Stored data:
........
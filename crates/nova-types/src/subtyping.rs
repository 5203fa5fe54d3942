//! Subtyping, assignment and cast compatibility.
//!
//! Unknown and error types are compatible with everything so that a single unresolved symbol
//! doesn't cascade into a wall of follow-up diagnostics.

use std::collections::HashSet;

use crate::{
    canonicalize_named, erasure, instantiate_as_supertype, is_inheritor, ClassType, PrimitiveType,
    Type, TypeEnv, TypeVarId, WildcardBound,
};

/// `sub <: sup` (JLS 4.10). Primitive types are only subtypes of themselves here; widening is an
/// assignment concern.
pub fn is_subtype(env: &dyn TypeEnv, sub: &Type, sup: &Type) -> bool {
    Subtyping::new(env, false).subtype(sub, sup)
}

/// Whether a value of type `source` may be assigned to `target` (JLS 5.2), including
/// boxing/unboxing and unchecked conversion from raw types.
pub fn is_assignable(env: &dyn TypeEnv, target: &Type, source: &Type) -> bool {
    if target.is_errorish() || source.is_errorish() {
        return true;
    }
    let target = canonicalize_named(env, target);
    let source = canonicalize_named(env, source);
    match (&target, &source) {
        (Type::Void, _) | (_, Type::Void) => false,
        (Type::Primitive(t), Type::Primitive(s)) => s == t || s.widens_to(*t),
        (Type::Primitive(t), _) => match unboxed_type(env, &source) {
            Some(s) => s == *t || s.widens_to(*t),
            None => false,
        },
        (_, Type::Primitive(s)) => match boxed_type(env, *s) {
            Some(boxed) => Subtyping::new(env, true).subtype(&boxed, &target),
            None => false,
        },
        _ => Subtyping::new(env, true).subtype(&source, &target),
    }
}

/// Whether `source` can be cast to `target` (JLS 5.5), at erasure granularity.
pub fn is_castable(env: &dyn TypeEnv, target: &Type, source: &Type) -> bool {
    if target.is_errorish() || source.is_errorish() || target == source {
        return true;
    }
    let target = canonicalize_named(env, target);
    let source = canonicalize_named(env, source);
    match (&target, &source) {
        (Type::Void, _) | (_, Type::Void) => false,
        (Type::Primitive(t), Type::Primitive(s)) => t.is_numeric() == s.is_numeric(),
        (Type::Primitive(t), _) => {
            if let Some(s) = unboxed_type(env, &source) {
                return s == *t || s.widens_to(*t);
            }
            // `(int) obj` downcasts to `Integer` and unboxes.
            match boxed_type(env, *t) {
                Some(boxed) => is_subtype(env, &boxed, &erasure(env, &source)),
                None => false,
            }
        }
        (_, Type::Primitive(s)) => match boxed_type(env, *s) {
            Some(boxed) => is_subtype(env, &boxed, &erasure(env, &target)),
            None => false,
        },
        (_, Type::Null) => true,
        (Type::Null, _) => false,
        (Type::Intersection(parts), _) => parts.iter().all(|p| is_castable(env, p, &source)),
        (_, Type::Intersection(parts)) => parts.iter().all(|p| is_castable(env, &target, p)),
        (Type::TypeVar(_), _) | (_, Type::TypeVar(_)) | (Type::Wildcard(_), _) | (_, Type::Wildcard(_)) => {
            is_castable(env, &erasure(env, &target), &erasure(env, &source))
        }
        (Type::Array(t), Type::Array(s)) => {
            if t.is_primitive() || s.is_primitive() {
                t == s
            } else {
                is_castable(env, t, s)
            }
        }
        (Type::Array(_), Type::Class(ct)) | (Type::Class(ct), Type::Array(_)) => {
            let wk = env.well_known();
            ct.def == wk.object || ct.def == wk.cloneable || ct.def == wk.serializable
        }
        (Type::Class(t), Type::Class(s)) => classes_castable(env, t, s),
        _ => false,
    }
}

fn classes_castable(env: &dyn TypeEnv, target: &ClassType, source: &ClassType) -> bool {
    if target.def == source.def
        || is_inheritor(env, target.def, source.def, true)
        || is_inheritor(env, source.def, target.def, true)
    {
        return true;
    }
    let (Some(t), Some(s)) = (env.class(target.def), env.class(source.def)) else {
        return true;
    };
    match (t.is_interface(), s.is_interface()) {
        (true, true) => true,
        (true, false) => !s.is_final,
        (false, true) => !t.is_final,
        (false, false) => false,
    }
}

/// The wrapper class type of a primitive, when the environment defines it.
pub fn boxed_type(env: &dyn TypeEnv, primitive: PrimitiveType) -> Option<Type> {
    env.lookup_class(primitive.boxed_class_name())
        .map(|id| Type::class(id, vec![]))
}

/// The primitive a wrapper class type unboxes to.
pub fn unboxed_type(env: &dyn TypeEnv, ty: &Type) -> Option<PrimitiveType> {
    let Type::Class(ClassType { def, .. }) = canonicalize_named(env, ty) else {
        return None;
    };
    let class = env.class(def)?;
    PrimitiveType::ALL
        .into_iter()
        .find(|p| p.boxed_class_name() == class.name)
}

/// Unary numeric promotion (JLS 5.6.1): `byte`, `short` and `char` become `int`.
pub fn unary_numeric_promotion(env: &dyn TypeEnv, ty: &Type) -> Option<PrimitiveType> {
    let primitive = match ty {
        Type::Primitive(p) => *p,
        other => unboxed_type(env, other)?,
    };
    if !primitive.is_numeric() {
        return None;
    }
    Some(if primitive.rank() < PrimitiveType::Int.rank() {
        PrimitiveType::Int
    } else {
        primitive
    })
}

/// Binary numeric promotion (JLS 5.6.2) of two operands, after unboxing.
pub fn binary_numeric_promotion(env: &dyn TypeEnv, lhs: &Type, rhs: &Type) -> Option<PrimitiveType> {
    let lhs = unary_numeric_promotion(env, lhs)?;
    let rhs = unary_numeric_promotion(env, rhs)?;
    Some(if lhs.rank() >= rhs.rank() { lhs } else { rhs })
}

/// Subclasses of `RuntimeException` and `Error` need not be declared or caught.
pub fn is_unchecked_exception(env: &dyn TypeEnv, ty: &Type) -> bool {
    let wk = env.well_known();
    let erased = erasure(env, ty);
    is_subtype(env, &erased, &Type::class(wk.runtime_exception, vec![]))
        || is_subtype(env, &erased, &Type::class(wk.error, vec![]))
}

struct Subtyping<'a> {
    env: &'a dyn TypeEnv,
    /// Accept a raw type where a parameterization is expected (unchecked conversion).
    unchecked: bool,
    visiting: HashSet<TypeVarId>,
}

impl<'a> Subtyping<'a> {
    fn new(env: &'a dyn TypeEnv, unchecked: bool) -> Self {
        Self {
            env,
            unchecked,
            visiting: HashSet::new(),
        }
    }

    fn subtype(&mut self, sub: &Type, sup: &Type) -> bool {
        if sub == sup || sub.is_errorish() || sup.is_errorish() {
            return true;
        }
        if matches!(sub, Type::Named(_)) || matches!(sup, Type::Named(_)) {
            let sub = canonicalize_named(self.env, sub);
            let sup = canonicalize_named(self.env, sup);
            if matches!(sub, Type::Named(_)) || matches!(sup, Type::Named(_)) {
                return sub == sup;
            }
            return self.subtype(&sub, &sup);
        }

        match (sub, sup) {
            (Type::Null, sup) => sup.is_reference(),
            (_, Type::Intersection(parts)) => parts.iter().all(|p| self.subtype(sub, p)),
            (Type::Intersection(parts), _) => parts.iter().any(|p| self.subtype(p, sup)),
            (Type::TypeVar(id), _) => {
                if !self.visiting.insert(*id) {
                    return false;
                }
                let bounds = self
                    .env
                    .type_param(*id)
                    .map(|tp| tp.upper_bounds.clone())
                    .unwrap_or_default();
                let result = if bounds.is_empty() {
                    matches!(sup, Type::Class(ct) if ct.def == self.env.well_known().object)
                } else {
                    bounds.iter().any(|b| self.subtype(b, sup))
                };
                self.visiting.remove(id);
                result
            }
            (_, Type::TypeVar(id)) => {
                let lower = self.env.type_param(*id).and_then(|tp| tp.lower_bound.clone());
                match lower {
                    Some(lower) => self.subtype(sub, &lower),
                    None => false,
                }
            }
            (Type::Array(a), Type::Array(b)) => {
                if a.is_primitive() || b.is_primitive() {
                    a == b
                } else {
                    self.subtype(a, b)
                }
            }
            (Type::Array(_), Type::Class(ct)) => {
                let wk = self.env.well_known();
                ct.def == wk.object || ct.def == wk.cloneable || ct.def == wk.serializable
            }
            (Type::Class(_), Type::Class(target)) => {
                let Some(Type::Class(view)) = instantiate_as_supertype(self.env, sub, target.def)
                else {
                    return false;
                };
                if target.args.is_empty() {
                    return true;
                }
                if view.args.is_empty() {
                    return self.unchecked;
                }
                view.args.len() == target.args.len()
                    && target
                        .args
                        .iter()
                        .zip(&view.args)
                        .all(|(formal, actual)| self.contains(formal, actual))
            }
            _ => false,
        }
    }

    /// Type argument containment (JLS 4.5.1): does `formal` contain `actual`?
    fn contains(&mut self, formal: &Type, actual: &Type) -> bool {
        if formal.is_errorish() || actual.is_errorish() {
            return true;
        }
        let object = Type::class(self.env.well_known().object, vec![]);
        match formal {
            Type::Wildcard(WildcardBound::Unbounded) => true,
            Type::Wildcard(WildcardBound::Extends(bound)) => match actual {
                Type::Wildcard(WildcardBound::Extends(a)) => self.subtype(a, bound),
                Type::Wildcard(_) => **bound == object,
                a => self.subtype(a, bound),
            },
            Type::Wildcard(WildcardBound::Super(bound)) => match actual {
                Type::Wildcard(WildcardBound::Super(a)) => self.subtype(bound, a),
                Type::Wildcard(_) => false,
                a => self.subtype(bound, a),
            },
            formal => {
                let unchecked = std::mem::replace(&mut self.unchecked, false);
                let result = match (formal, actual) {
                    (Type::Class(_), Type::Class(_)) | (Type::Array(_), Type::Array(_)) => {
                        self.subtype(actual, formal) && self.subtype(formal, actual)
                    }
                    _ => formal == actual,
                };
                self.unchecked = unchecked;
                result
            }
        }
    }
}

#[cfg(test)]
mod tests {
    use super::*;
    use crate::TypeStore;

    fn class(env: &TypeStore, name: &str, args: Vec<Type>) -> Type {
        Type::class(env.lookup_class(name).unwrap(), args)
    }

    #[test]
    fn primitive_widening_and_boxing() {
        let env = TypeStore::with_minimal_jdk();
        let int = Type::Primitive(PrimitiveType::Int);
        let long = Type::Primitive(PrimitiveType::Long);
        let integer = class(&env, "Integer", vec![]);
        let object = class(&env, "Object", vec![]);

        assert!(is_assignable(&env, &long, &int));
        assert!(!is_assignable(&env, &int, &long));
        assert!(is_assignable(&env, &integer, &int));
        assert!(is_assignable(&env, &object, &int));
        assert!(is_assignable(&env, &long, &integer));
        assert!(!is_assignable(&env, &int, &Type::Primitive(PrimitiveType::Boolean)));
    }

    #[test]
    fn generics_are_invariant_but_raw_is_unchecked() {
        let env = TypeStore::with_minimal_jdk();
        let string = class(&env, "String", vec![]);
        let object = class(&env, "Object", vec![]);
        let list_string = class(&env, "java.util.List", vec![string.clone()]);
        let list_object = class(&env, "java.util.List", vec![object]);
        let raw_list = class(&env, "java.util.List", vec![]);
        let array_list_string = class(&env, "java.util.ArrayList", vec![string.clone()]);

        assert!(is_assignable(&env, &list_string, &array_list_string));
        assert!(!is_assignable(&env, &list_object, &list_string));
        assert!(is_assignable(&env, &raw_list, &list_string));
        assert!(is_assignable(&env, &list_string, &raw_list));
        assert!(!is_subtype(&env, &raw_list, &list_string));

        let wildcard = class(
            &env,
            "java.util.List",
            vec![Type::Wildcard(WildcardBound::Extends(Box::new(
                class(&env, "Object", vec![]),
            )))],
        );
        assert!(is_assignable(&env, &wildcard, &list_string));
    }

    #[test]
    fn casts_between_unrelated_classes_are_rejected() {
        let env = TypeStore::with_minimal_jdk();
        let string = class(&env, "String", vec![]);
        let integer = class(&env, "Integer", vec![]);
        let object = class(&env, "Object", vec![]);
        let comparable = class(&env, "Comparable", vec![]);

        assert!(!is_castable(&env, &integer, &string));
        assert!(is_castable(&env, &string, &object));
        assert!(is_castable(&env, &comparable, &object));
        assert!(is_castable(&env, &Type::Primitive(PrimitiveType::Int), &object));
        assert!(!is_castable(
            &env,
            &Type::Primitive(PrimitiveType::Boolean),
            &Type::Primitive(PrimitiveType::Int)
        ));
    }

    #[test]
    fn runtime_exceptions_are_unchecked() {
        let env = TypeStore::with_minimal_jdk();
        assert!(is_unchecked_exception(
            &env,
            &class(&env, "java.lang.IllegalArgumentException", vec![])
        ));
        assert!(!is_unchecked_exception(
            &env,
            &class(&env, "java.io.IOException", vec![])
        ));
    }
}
........
Task instructions:
Answer with a number only. How many lines in the records include the word "Null"?

Answer section:
3